**Records from a collection**.
-=-=-=-=-

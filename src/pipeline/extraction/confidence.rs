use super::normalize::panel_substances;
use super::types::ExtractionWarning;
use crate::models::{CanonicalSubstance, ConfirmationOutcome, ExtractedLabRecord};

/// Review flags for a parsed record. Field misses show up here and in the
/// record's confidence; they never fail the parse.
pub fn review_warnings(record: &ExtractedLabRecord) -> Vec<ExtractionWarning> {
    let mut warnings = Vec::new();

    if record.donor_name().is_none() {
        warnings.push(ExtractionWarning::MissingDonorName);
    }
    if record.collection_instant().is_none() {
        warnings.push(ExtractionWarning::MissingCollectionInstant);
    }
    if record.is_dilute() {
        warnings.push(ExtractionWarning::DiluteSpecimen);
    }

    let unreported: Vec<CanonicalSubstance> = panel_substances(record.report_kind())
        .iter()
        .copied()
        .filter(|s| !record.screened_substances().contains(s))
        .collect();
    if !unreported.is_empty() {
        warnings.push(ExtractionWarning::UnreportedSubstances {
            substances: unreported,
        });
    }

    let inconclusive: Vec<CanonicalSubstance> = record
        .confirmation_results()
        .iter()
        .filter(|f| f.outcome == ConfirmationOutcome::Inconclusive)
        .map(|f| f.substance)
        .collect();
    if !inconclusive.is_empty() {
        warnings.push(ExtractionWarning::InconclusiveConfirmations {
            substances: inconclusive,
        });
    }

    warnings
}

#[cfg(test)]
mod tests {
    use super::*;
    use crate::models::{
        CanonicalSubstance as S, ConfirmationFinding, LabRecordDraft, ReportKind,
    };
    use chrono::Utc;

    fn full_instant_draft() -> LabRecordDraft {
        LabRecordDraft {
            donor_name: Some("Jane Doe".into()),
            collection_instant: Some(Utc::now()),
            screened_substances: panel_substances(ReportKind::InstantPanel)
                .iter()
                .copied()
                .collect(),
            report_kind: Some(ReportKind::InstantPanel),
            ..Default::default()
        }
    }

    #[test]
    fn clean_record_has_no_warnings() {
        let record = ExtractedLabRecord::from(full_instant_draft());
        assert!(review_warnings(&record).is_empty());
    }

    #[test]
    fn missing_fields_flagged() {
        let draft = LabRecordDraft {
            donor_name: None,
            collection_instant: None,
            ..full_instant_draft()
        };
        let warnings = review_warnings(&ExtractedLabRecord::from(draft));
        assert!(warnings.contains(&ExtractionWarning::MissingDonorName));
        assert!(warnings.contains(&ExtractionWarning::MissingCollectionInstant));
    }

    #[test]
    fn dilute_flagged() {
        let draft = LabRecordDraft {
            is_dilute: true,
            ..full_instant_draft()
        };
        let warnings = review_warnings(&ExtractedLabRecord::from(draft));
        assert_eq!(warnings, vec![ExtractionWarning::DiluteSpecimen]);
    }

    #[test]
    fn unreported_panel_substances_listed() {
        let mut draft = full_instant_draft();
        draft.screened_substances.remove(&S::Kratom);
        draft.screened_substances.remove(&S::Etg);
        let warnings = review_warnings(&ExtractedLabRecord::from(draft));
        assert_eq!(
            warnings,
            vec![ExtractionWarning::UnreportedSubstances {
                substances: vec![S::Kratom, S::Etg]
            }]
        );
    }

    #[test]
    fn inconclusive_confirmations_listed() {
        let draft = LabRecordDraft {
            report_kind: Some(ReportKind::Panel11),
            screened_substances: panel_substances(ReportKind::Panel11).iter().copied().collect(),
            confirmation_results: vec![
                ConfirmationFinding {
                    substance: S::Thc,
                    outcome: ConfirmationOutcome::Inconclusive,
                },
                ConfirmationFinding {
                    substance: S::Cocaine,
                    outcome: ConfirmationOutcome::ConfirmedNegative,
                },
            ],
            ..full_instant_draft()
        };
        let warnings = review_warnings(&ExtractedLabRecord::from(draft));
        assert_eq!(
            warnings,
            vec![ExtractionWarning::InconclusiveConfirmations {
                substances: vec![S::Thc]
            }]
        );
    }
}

-=-=-=-=-

**Problem details**.
Transcribe each record shown above, exactly.

**Answer box**.
filename src/pipeline/extraction/confidence.rs
use super::normalize::panel_substances;
use super::types::ExtractionWarning;
use crate::models::{CanonicalSubstance, ConfirmationOutcome, ExtractedLabRecord};

/// Review flags for a parsed record. Field misses show up here and in the
/// record's confidence; they never fail the parse.
pub fn review_warnings(record: &ExtractedLabRecord) -> Vec<ExtractionWarning> {
    let mut warnings = Vec::new();

    if record.donor_name().is_none() {
        warnings.push(ExtractionWarning::MissingDonorName);
    }
    if record.collection_instant().is_none() {
        warnings.push(ExtractionWarning::MissingCollectionInstant);
    }
    if record.is_dilute() {
        warnings.push(ExtractionWarning::DiluteSpecimen);
    }

    let unreported: Vec<CanonicalSubstance> = panel_substances(record.report_kind())
        .iter()
        .copied()
        .filter(|s| !record.screened_substances().contains(s))
        .collect();
    if !unreported.is_empty() {
        warnings.push(ExtractionWarning::UnreportedSubstances {
            substances: unreported,
        });
    }

    let inconclusive: Vec<CanonicalSubstance> = record
        .confirmation_results()
        .iter()
        .filter(|f| f.outcome == ConfirmationOutcome::Inconclusive)
        .map(|f| f.substance)
        .collect();
    if !inconclusive.is_empty() {
        warnings.push(ExtractionWarning::InconclusiveConfirmations {
            substances: inconclusive,
        });
    }

    warnings
}

#[cfg(test)]
mod tests {
    use super::*;
    use crate::models::{
        CanonicalSubstance as S, ConfirmationFinding, LabRecordDraft, ReportKind,
    };
    use chrono::Utc;

    fn full_instant_draft() -> LabRecordDraft {
        LabRecordDraft {
            donor_name: Some("Jane Doe".into()),
            collection_instant: Some(Utc::now()),
            screened_substances: panel_substances(ReportKind::InstantPanel)
                .iter()
                .copied()
                .collect(),
            report_kind: Some(ReportKind::InstantPanel),
            ..Default::default()
        }
    }

    #[test]
    fn clean_record_has_no_warnings() {
        let record = ExtractedLabRecord::from(full_instant_draft());
        assert!(review_warnings(&record).is_empty());
    }

    #[test]
    fn missing_fields_flagged() {
        let draft = LabRecordDraft {
            donor_name: None,
            collection_instant: None,
            ..full_instant_draft()
        };
        let warnings = review_warnings(&ExtractedLabRecord::from(draft));
        assert!(warnings.contains(&ExtractionWarning::MissingDonorName));
        assert!(warnings.contains(&ExtractionWarning::MissingCollectionInstant));
    }

    #[test]
    fn dilute_flagged() {
        let draft = LabRecordDraft {
            is_dilute: true,
            ..full_instant_draft()
        };
        let warnings = review_warnings(&ExtractedLabRecord::from(draft));
        assert_eq!(warnings, vec![ExtractionWarning::DiluteSpecimen]);
    }

    #[test]
    fn unreported_panel_substances_listed() {
        let mut draft = full_instant_draft();
        draft.screened_substances.remove(&S::Kratom);
        draft.screened_substances.remove(&S::Etg);
        let warnings = review_warnings(&ExtractedLabRecord::from(draft));
        assert_eq!(
            warnings,
            vec![ExtractionWarning::UnreportedSubstances {
                substances: vec![S::Kratom, S::Etg]
            }]
        );
    }

    #[test]
    fn inconclusive_confirmations_listed() {
        let draft = LabRecordDraft {
            report_kind: Some(ReportKind::Panel11),
            screened_substances: panel_substances(ReportKind::Panel11).iter().copied().collect(),
            confirmation_results: vec![
                ConfirmationFinding {
                    substance: S::Thc,
                    outcome: ConfirmationOutcome::Inconclusive,
                },
                ConfirmationFinding {
                    substance: S::Cocaine,
                    outcome: ConfirmationOutcome::ConfirmedNegative,
                },
            ],
            ..full_instant_draft()
        };
        let warnings = review_warnings(&ExtractedLabRecord::from(draft));
        assert_eq!(
            warnings,
            vec![ExtractionWarning::InconclusiveConfirmations {
                substances: vec![S::Thc]
            }]
        );
    }
}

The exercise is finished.